Acompanhamento pedagógico
Segundo a promotora de Justiça Ana Carolina Schmitt, o projeto prevê acompanhamento pedagógico ao longo do mês. Uma profissional auxilia na elaboração das resenhas, apoia na superação de dificuldades e registra a evolução de cada criança.
“Eu e minha equipe acreditamos muito que a literatura transforma vidas. Criamos esse projeto para que, ao retornarem às famílias, os acolhidos levem consigo o hábito da leitura, a escrita e a capacidade de falar em público, que temos estimulado por meio desta iniciativa”, explicou.
Vínculo com cuidadores e avanços percebidos
A coordenadora social do abrigo, Ana Cláudia Broca, destacou que as próprias crianças escolheram os cuidadores que as acompanham nas leituras, fortalecendo laços de confiança. “Foi maravilhoso ver como a leitura as envolveu na própria história de vida, levando-as a refletir sobre suas trajetórias”, disse.

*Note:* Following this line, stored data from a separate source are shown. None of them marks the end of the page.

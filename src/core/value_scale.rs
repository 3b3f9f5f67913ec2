use serde::{Deserialize, Serialize};

use crate::core::scale::normalize_range;
use crate::core::{DataPoint, LinearScale, Rect};
use crate::error::{ChartError, ChartResult};

/// Vertical mapping mode of a chart.
#[derive(Debug, Clone, Copy, PartialEq, Eq, Serialize, Deserialize, Default)]
#[serde(rename_all = "snake_case")]
pub enum ScaleMode {
    /// Uniform spacing in raw units.
    #[default]
    Linear,
    /// Uniform spacing in natural-log units; only values > 0 are drawable.
    Logarithmic,
}

impl ScaleMode {
    /// Whether `value` can be placed on an axis using this mode.
    #[must_use]
    pub fn is_drawable(self, value: f64) -> bool {
        match self {
            Self::Linear => value.is_finite(),
            Self::Logarithmic => value.is_finite() && value > 0.0,
        }
    }
}

/// Autoscale padding for the value axis.
#[derive(Debug, Clone, Copy, PartialEq)]
pub struct ValueScaleTuning {
    pub top_padding_ratio: f64,
    pub bottom_padding_ratio: f64,
    pub min_span_absolute: f64,
}

impl Default for ValueScaleTuning {
    fn default() -> Self {
        Self {
            top_padding_ratio: 0.05,
            bottom_padding_ratio: 0.05,
            min_span_absolute: 0.000_001,
        }
    }
}

impl ValueScaleTuning {
    fn validate(self) -> ChartResult<Self> {
        if !self.top_padding_ratio.is_finite()
            || !self.bottom_padding_ratio.is_finite()
            || self.top_padding_ratio < 0.0
            || self.bottom_padding_ratio < 0.0
        {
            return Err(ChartError::InvalidData(
                "value scale padding ratios must be finite and >= 0".to_owned(),
            ));
        }

        if !self.min_span_absolute.is_finite() || self.min_span_absolute <= 0.0 {
            return Err(ChartError::InvalidData(
                "value scale min span must be finite and > 0".to_owned(),
            ));
        }

        Ok(self)
    }
}

/// Value axis mapped onto an inverted pixel Y axis.
#[derive(Debug, Clone, Copy, PartialEq)]
pub struct ValueScale {
    transformed: LinearScale,
    domain_start: f64,
    domain_end: f64,
    mode: ScaleMode,
}

impl ValueScale {
    pub fn new(value_min: f64, value_max: f64) -> ChartResult<Self> {
        Self::new_with_mode(value_min, value_max, ScaleMode::Linear)
    }

    pub fn new_with_mode(value_min: f64, value_max: f64, mode: ScaleMode) -> ChartResult<Self> {
        if !value_min.is_finite() || !value_max.is_finite() || value_min == value_max {
            return Err(ChartError::InvalidData(
                "scale domain must be finite and non-zero".to_owned(),
            ));
        }

        let transformed = LinearScale::new(
            to_scale_domain(value_min, mode)?,
            to_scale_domain(value_max, mode)?,
        )?;
        Ok(Self {
            transformed,
            domain_start: value_min,
            domain_end: value_max,
            mode,
        })
    }

    /// Fits the domain to the `y` of every point, padded per `tuning`.
    ///
    /// In logarithmic mode padding is applied in log space.
    pub fn from_points_tuned(
        points: &[DataPoint],
        tuning: ValueScaleTuning,
        mode: ScaleMode,
    ) -> ChartResult<Self> {
        let tuning = tuning.validate()?;
        if points.is_empty() {
            return Err(ChartError::InvalidData(
                "value scale cannot be built from empty data".to_owned(),
            ));
        }

        let mut min = f64::INFINITY;
        let mut max = f64::NEG_INFINITY;
        for point in points {
            if !mode.is_drawable(point.y) {
                return Err(ChartError::InvalidData(format!(
                    "value {} cannot be placed on a {mode:?} scale",
                    point.y
                )));
            }
            min = min.min(point.y);
            max = max.max(point.y);
        }

        match mode {
            ScaleMode::Linear => {
                let (base_min, base_max) = normalize_range(min, max, tuning.min_span_absolute)?;
                let span = base_max - base_min;
                Self::new_with_mode(
                    base_min - span * tuning.bottom_padding_ratio,
                    base_max + span * tuning.top_padding_ratio,
                    mode,
                )
            }
            ScaleMode::Logarithmic => {
                let min_log_span = {
                    let candidate = (min + tuning.min_span_absolute).ln() - min.ln();
                    if candidate.is_finite() && candidate > 0.0 {
                        candidate
                    } else {
                        f64::EPSILON
                    }
                };
                let (base_min, base_max) = normalize_range(min.ln(), max.ln(), min_log_span)?;
                let span = base_max - base_min;
                let padded_min = base_min - span * tuning.bottom_padding_ratio;
                let padded_max = base_max + span * tuning.top_padding_ratio;
                Self::new_with_mode(padded_min.exp(), padded_max.exp(), mode)
            }
        }
    }

    #[must_use]
    pub fn domain(self) -> (f64, f64) {
        (self.domain_start, self.domain_end)
    }

    #[must_use]
    pub fn mode(self) -> ScaleMode {
        self.mode
    }

    /// Maps a value onto the vertical extent of `plot`; larger values sit higher.
    pub fn value_to_y(self, value: f64, plot: Rect) -> ChartResult<f64> {
        let offset = self
            .transformed
            .value_to_offset(to_scale_domain(value, self.mode)?, plot.height)?;
        Ok(plot.bottom() - offset)
    }

    pub fn y_to_value(self, y: f64, plot: Rect) -> ChartResult<f64> {
        let transformed = self
            .transformed
            .offset_to_value(plot.bottom() - y, plot.height)?;
        Ok(from_scale_domain(transformed, self.mode))
    }

    /// Axis ticks inside the domain: 1-2-2.5-5 steps for linear, a 1-2-5
    /// decade ladder for logarithmic.
    pub fn ticks(self, tick_count: usize) -> ChartResult<Vec<f64>> {
        if tick_count == 0 {
            return Ok(Vec::new());
        }
        let (min, max) = (
            self.domain_start.min(self.domain_end),
            self.domain_start.max(self.domain_end),
        );
        match self.mode {
            ScaleMode::Linear => Ok(nice_linear_ticks(min, max, tick_count)),
            ScaleMode::Logarithmic => log_ladder_ticks(min, max, tick_count),
        }
    }
}

fn to_scale_domain(value: f64, mode: ScaleMode) -> ChartResult<f64> {
    if !value.is_finite() {
        return Err(ChartError::InvalidData("value must be finite".to_owned()));
    }

    match mode {
        ScaleMode::Linear => Ok(value),
        ScaleMode::Logarithmic => {
            if value <= 0.0 {
                return Err(ChartError::InvalidData(
                    "log scale requires values > 0".to_owned(),
                ));
            }
            Ok(value.ln())
        }
    }
}

fn from_scale_domain(transformed: f64, mode: ScaleMode) -> f64 {
    match mode {
        ScaleMode::Linear => transformed,
        ScaleMode::Logarithmic => transformed.exp(),
    }
}

fn nice_linear_ticks(min: f64, max: f64, tick_count: usize) -> Vec<f64> {
    let intervals = tick_count.saturating_sub(1).max(1) as f64;
    let raw_step = (max - min) / intervals;
    if !raw_step.is_finite() || raw_step <= 0.0 {
        return vec![min];
    }

    let magnitude = 10_f64.powf(raw_step.log10().floor());
    let residual = raw_step / magnitude;
    let multiplier = [1.0, 2.0, 2.5, 5.0, 10.0]
        .into_iter()
        .find(|candidate| residual <= *candidate)
        .unwrap_or(10.0);
    let step = multiplier * magnitude;

    let mut ticks = Vec::new();
    let mut index = (min / step).ceil();
    loop {
        let value = index * step;
        if value > max + step * 1e-9 {
            break;
        }
        // Avoid printing "-0.0" for a tick that lands on zero.
        ticks.push(if value.abs() < step * 1e-9 { 0.0 } else { value });
        index += 1.0;
    }
    ticks
}

fn log_ladder_ticks(min: f64, max: f64, tick_count: usize) -> ChartResult<Vec<f64>> {
    if min <= 0.0 || max <= 0.0 {
        return Err(ChartError::InvalidData(
            "log scale requires values > 0".to_owned(),
        ));
    }

    let min_exp = min.log10().floor() as i32;
    let max_exp = max.log10().ceil() as i32;

    let mut ticks = Vec::new();
    for exp in min_exp..=max_exp {
        let decade = 10_f64.powi(exp);
        for multiplier in [1.0, 2.0, 5.0] {
            let candidate = decade * multiplier;
            if candidate >= min && candidate <= max {
                ticks.push(candidate);
            }
        }
    }

    // A narrow log range can fall between ladder rungs; keep the ends labeled.
    if ticks.len() < 2 {
        ticks = vec![min, max];
    }

    Ok(evenly_sample_ticks(ticks, tick_count))
}

fn evenly_sample_ticks(ticks: Vec<f64>, target: usize) -> Vec<f64> {
    if ticks.len() <= target || target == 0 {
        return ticks;
    }
    if target == 1 {
        return vec![ticks[0]];
    }

    let last_index = ticks.len() - 1;
    let mut sampled: Vec<f64> = Vec::with_capacity(target);
    for step in 0..target {
        let ratio = (step as f64) / ((target - 1) as f64);
        let index = (ratio * (last_index as f64)).round() as usize;
        let value = ticks[index.min(last_index)];
        if sampled
            .last()
            .is_some_and(|previous| approx_equal(*previous, value))
        {
            continue;
        }
        sampled.push(value);
    }
    sampled
}

fn approx_equal(lhs: f64, rhs: f64) -> bool {
    let scale = lhs.abs().max(rhs.abs()).max(1.0);
    (lhs - rhs).abs() <= scale * 1e-12
}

Entre os resultados já percebidos estão o aprendizado da leitura por uma das crianças, o desenvolvimento de memorização por outra e avanços em foco, concentração e diminuição do tempo diante das telas.

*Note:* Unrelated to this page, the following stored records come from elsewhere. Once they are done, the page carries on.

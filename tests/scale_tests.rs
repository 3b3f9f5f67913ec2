use approx::assert_relative_eq;
use chrono::NaiveDate;
use econ_dash::core::primitives::{date_to_unix_seconds, unix_seconds_to_date};
use econ_dash::core::{
    DataPoint, LinearScale, Rect, ScaleMode, TimeScale, TimeScaleTuning, ValueScale,
    ValueScaleTuning, contiguous_runs, project_line_segments,
};
use proptest::prelude::*;

fn plot() -> Rect {
    Rect::new(100.0, 50.0, 800.0, 400.0)
}

fn date(year: i32, month: u32, day: u32) -> NaiveDate {
    NaiveDate::from_ymd_opt(year, month, day).expect("valid date")
}

#[test]
fn linear_value_scale_maps_larger_values_higher() {
    let scale = ValueScale::new(0.0, 100.0).expect("valid scale");
    assert_relative_eq!(scale.value_to_y(0.0, plot()).expect("map"), 450.0);
    assert_relative_eq!(scale.value_to_y(100.0, plot()).expect("map"), 50.0);
    assert_relative_eq!(scale.value_to_y(25.0, plot()).expect("map"), 350.0);
}

#[test]
fn log_value_scale_spaces_decades_evenly() {
    let scale = ValueScale::new_with_mode(1.0, 1_000.0, ScaleMode::Logarithmic).expect("valid scale");
    let y1 = scale.value_to_y(1.0, plot()).expect("map");
    let y10 = scale.value_to_y(10.0, plot()).expect("map");
    let y100 = scale.value_to_y(100.0, plot()).expect("map");
    assert_relative_eq!(y1 - y10, y10 - y100, epsilon = 1e-9);
    assert!(scale.value_to_y(0.0, plot()).is_err());
}

#[test]
fn autoscale_pads_five_percent_each_side() {
    let points = [DataPoint::new(0.0, 10.0), DataPoint::new(1.0, 30.0)];
    let scale = ValueScale::from_points_tuned(&points, ValueScaleTuning::default(), ScaleMode::Linear)
        .expect("valid scale");
    let (min, max) = scale.domain();
    assert_relative_eq!(min, 9.0, epsilon = 1e-9);
    assert_relative_eq!(max, 31.0, epsilon = 1e-9);
}

#[test]
fn log_autoscale_rejects_non_positive_points() {
    let points = [DataPoint::new(0.0, 10.0), DataPoint::new(1.0, -1.0)];
    assert!(
        ValueScale::from_points_tuned(&points, ValueScaleTuning::default(), ScaleMode::Logarithmic)
            .is_err()
    );
}

#[test]
fn flat_series_gets_a_non_degenerate_domain() {
    let points = [DataPoint::new(0.0, 5.0), DataPoint::new(1.0, 5.0)];
    let scale = ValueScale::from_points_tuned(&points, ValueScaleTuning::default(), ScaleMode::Linear)
        .expect("valid scale");
    let (min, max) = scale.domain();
    assert!(min < 5.0 && max > 5.0);
}

#[test]
fn linear_ticks_use_nice_steps() {
    let scale = ValueScale::new(0.0, 100.0).expect("valid scale");
    assert_eq!(
        scale.ticks(6).expect("ticks"),
        vec![0.0, 20.0, 40.0, 60.0, 80.0, 100.0]
    );
}

#[test]
fn log_ticks_follow_one_two_five_ladder() {
    let scale = ValueScale::new_with_mode(1.0, 1_000.0, ScaleMode::Logarithmic).expect("valid scale");
    let ticks = scale.ticks(20).expect("ticks");
    assert_eq!(
        ticks,
        vec![1.0, 2.0, 5.0, 10.0, 20.0, 50.0, 100.0, 200.0, 500.0, 1_000.0]
    );
    let sampled = scale.ticks(4).expect("ticks");
    assert!(sampled.len() <= 4);
    assert_eq!(sampled.first(), Some(&1.0));
    assert_eq!(sampled.last(), Some(&1_000.0));
}

#[test]
fn time_scale_pads_visible_range() {
    let points = [DataPoint::new(0.0, 1.0), DataPoint::new(1_000_000.0, 2.0)];
    let scale = TimeScale::from_points_tuned(&points, TimeScaleTuning::default()).expect("valid scale");
    assert_eq!(scale.full_range(), (0.0, 1_000_000.0));
    let (start, end) = scale.visible_range();
    assert_relative_eq!(start, -50_000.0);
    assert_relative_eq!(end, 1_050_000.0);
}

#[test]
fn calendar_ticks_land_on_year_starts_for_long_ranges() {
    let points = [
        DataPoint::from_date(date(1990, 6, 1), 1.0),
        DataPoint::from_date(date(2020, 6, 1), 2.0),
    ];
    let scale = TimeScale::from_points(&points).expect("valid scale");
    let ticks = scale.calendar_ticks(8);

    assert!(!ticks.is_empty() && ticks.len() <= 8);
    for tick in &ticks {
        assert_eq!(tick.format("%m-%d").to_string(), "01-01");
    }
    assert!(ticks.windows(2).all(|pair| pair[0] < pair[1]));
}

#[test]
fn calendar_ticks_use_month_starts_for_short_ranges() {
    let points = [
        DataPoint::from_date(date(2023, 1, 15), 1.0),
        DataPoint::from_date(date(2023, 7, 15), 2.0),
    ];
    let scale = TimeScale::from_points(&points).expect("valid scale");
    let ticks = scale.calendar_ticks(8);
    assert!(!ticks.is_empty());
    assert!(ticks.iter().all(|tick| tick.format("%d").to_string() == "01"));
}

#[test]
fn contiguous_runs_break_at_missing_values() {
    let runs = contiguous_runs(&[
        (0.0, Some(1.0)),
        (1.0, Some(2.0)),
        (2.0, None),
        (3.0, Some(4.0)),
        (4.0, None),
        (5.0, None),
    ]);
    assert_eq!(runs.len(), 2);
    assert_eq!(runs[0].len(), 2);
    assert_eq!(runs[1], vec![DataPoint::new(3.0, 4.0)]);
}

#[test]
fn projected_segments_join_adjacent_points() {
    let time_scale = TimeScale::new(0.0, 10.0).expect("valid time scale");
    let value_scale = ValueScale::new(0.0, 10.0).expect("valid value scale");
    let points = [
        DataPoint::new(0.0, 0.0),
        DataPoint::new(5.0, 10.0),
        DataPoint::new(10.0, 5.0),
    ];
    let segments =
        project_line_segments(&points, time_scale, value_scale, plot()).expect("projection");
    assert_eq!(segments.len(), 2);
    assert_relative_eq!(segments[0].x1, 100.0);
    assert_relative_eq!(segments[0].y1, 450.0);
    assert_relative_eq!(segments[0].x2, segments[1].x1);
    assert_relative_eq!(segments[1].x2, 900.0);
    assert_relative_eq!(segments[1].y2, 250.0);

    assert!(
        project_line_segments(&points[..1], time_scale, value_scale, plot())
            .expect("projection")
            .is_empty()
    );
}

#[test]
fn dates_round_trip_through_unix_seconds() {
    let when = date(2008, 9, 15);
    assert_eq!(unix_seconds_to_date(date_to_unix_seconds(when)), Some(when));
    assert_eq!(unix_seconds_to_date(f64::NAN), None);
}

proptest! {
    #[test]
    fn linear_scale_round_trips(
        start in -1_000_000.0f64..1_000_000.0,
        span in 0.001f64..1_000_000.0,
        factor in 0.0f64..1.0
    ) {
        let scale = LinearScale::new(start, start + span).expect("valid scale");
        let value = start + factor * span;
        let offset = scale.value_to_offset(value, 1024.0).expect("to offset");
        let recovered = scale.offset_to_value(offset, 1024.0).expect("from offset");
        prop_assert!((recovered - value).abs() <= 1e-7 * span.max(1.0));
    }

    #[test]
    fn value_scale_round_trips_in_both_modes(
        min in 0.01f64..10_000.0,
        span in 0.01f64..10_000.0,
        factor in 0.0f64..1.0,
        logarithmic in any::<bool>()
    ) {
        let mode = if logarithmic { ScaleMode::Logarithmic } else { ScaleMode::Linear };
        let scale = ValueScale::new_with_mode(min, min + span, mode).expect("valid scale");
        let value = min + factor * span;
        let y = scale.value_to_y(value, plot()).expect("to y");
        let recovered = scale.y_to_value(y, plot()).expect("from y");
        prop_assert!((recovered - value).abs() <= 1e-6 * value.max(1.0));
    }
}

Primeiras resenhas e doações
As primeiras apresentações ocorreram no último sábado (23), em um encontro chamado “saia literária”, que marcou oficialmente o lançamento do projeto. Entre as obras escolhidas estiveram clássicos de fantasia, como Harry Potter, biografias de jogadores de futebol e contos infantis.
Nos próximos meses, novas leituras serão realizadas e a biblioteca do abrigo segue recebendo doações para ampliar o acervo. Interessados podem entregar livros no Fórum da Comarca de Turvo (Rua Raul Manfredini, 520 – Cidade Alta) ou entrar em contato pelo telefone (48) 3525-7201.

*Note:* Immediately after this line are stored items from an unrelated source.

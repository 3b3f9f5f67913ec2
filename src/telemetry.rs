//! Tracing setup for the dashboard binaries.
//!
//! Library code only emits `tracing` events; installing a subscriber is left
//! to the host. `init_default_tracing` covers the common case.

/// Initializes a compact `tracing` subscriber filtered by `RUST_LOG`,
/// falling back to `info` when the variable is unset or invalid.
///
/// Returns `false` when the `telemetry` feature is disabled or a global
/// subscriber was already installed.
#[must_use]
pub fn init_default_tracing() -> bool {
    init_tracing_with_fallback("info")
}

/// Same as [`init_default_tracing`] with an explicit fallback directive
/// (for example `"econ_dash=debug"`).
#[must_use]
pub fn init_tracing_with_fallback(fallback_directive: &str) -> bool {
    #[cfg(feature = "telemetry")]
    {
        let builder = tracing_subscriber::fmt()
            .with_env_filter(
                tracing_subscriber::EnvFilter::try_from_default_env()
                    .unwrap_or_else(|_| tracing_subscriber::EnvFilter::new(fallback_directive)),
            )
            .with_target(false)
            .with_writer(std::io::stderr)
            .compact();

        return builder.try_init().is_ok();
    }

    #[cfg(not(feature = "telemetry"))]
    {
        let _ = fallback_directive;
        false
    }
}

Literatura como ferramenta de transformação
O “Biblioteca Acolhedora” integra o programa Transformação MP, iniciativa do Ministério Público catarinense que estimula Promotorias de Justiça a elaborarem e implementarem projetos resolutivos para enfrentar problemas locais.
“Os resultados têm superado nossas expectativas. Além da leitura e da escrita, o projeto fortaleceu o vínculo entre acolhidos e cuidadores, trouxe mais concentração e foco para outras atividades e, sobretudo, fez as crianças sonharem. Muitas delas contam que, por meio dos livros, passaram a acreditar em uma vida melhor e em novas possibilidades”, concluiu a promotora Ana Carolina Schmitt.